Interestingly, in GGPPS-deficient aorta, the expression of total CYB5R3 protein was elevated (Fig. 7, B and C), possibly reflecting a compensatory effect secondary to the translocation failure of CYB5R3 as described below. As commercial anti-CYB5R3 antibody just recognizes total CYB5R3 protein, we could not determine whether CYB5R3 was the substrate of GGPP directly. To address this, we made a specific antibody against nonprenylated CYB5R3 (anti-NP-CYB5R3) by immunizing mice with recombinant GST protein fusing with three CAAX motifs of CYB5R3 (Fig. 7D). To test the specificity of the anti-NP-CYB5R3 antibody, we applied A7R5 cells transfected with Cyb5r3 siRNA to a Western blotting assay. After Cyb5r3 siRNA transfection, the signal produced by anti-NP-CYB5R3 antibody was reduced in the same manner as anti-total-CYB5R3 (Fig. 7E). Thus, anti-NP-CYB5R3 appears able to recognize CYB5R3 specifically.

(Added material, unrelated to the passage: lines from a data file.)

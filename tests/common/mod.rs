//! Scripted request executor shared by the integration tests.

#![allow(dead_code)]

use async_trait::async_trait;
use futures::stream;
use qianfan_chat::client::{BlockingReply, ChatRequest, Reply, RequestExecutor};
use qianfan_chat::{ChatCompletion, Config, Error, Response, Result};
use serde_json::{json, Value};
use std::collections::VecDeque;
use std::sync::{Arc, Mutex};

/// What the executor answers to one call.
pub enum Step {
    Single(Value),
    Stream(Vec<Value>),
    /// Stream that yields the given chunks and then fails.
    BrokenStream(Vec<Value>, Error),
    Fail(Error),
}

/// Answers calls from a fixed script and records every request it sees.
#[derive(Default)]
pub struct ScriptedExecutor {
    script: Mutex<VecDeque<Step>>,
    requests: Mutex<Vec<ChatRequest>>,
}

impl ScriptedExecutor {
    pub fn new(steps: Vec<Step>) -> Arc<Self> {
        Arc::new(Self {
            script: Mutex::new(steps.into()),
            requests: Mutex::new(Vec::new()),
        })
    }

    pub fn requests(&self) -> Vec<ChatRequest> {
        self.requests.lock().unwrap().clone()
    }

    pub fn calls(&self) -> usize {
        self.requests.lock().unwrap().len()
    }

    fn next_step(&self, request: &ChatRequest) -> Step {
        self.requests.lock().unwrap().push(request.clone());
        self.script
            .lock()
            .unwrap()
            .pop_front()
            .expect("executor called more often than scripted")
    }
}

fn envelopes(values: Vec<Value>) -> Vec<Result<Response>> {
    values.into_iter().map(Response::from_value).collect()
}

#[async_trait]
impl RequestExecutor for ScriptedExecutor {
    async fn invoke(&self, request: &ChatRequest) -> Result<Reply> {
        match self.next_step(request) {
            Step::Single(value) => Ok(Reply::Single(Response::from_value(value)?)),
            Step::Stream(values) => Ok(Reply::Stream(Box::pin(stream::iter(envelopes(values))))),
            Step::BrokenStream(values, err) => {
                let mut items = envelopes(values);
                items.push(Err(err));
                Ok(Reply::Stream(Box::pin(stream::iter(items))))
            }
            Step::Fail(err) => Err(err),
        }
    }

    fn invoke_blocking(&self, request: &ChatRequest) -> Result<BlockingReply> {
        match self.next_step(request) {
            Step::Single(value) => Ok(BlockingReply::Single(Response::from_value(value)?)),
            Step::Stream(values) => {
                Ok(BlockingReply::Stream(Box::new(envelopes(values).into_iter())))
            }
            Step::BrokenStream(values, err) => {
                let mut items = envelopes(values);
                items.push(Err(err));
                Ok(BlockingReply::Stream(Box::new(items.into_iter())))
            }
            Step::Fail(err) => Err(err),
        }
    }
}

/// Client backed by `executor`, independent of the environment.
pub fn client(executor: Arc<ScriptedExecutor>) -> ChatCompletion {
    ChatCompletion::builder()
        .config(Config::default())
        .executor(executor)
        .build()
        .expect("client builds with an explicit executor")
}

pub fn reply(text: &str, truncated: bool) -> Value {
    json!({
        "id": "as-test",
        "object": "chat.completion",
        "result": text,
        "is_truncated": truncated,
        "need_clear_history": false,
        "usage": {"prompt_tokens": 4, "completion_tokens": 2, "total_tokens": 6}
    })
}

pub fn chunk(text: &str, truncated: bool, end: bool) -> Value {
    json!({
        "id": "as-test",
        "object": "chat.completion",
        "result": text,
        "is_truncated": truncated,
        "is_end": end,
    })
}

As prenylation enabled protein to anchor on the membrane, we then measured CYB5R3 distribution in the subcellular fractions of A7R5 smooth muscle cells. To our surprise, NP-CYB5R3 was exclusively detected in the mitochondria fraction, whereas total CYB5R3 existed both in mitochondria and plasma membrane (Fig. 7G). Treatment with the HMGCR inhibitor simvastatin reduced CYB5R3 protein in the membrane (Fig. 7, F and G). Therefore, this observation indicated that NP-CYB5R3 was pooled exclusively at mitochondria, whereas prenylated CYB5R3 was pooled at microsome. As the microsomal fraction mainly reflects ER components, the prenylated CYB5R3 is primarily translocated to the ER, the main site for eicosanoid metabolism.

Discussion

Although metaflammation is contributed by signaling networks, it involves a tremendous number of inflammatory cytokines and mediators (2), which etiological factor triggers this inflammation process remains to be determined. In this report, by measuring the role of MVA intermediates in smooth muscle cells, we here found that the inhibition of GGPP led to inflammation through altered production of proinflammatory cytokines, eicosanoids, and other mediators. In light of the fact that MVA or cholesterol biosynthesis is highly affected by other metabolic pathways, such as glycolysis and fatty acid oxidation (46, 47), our findings suggest that the affected MVA pathway may be the etiological pathway triggering metaflammation, in which GGPP serves as a key causal link module. This finding is particularly useful for the development of new anti-metaflammation drugs because it avoids applying multiple targets (48).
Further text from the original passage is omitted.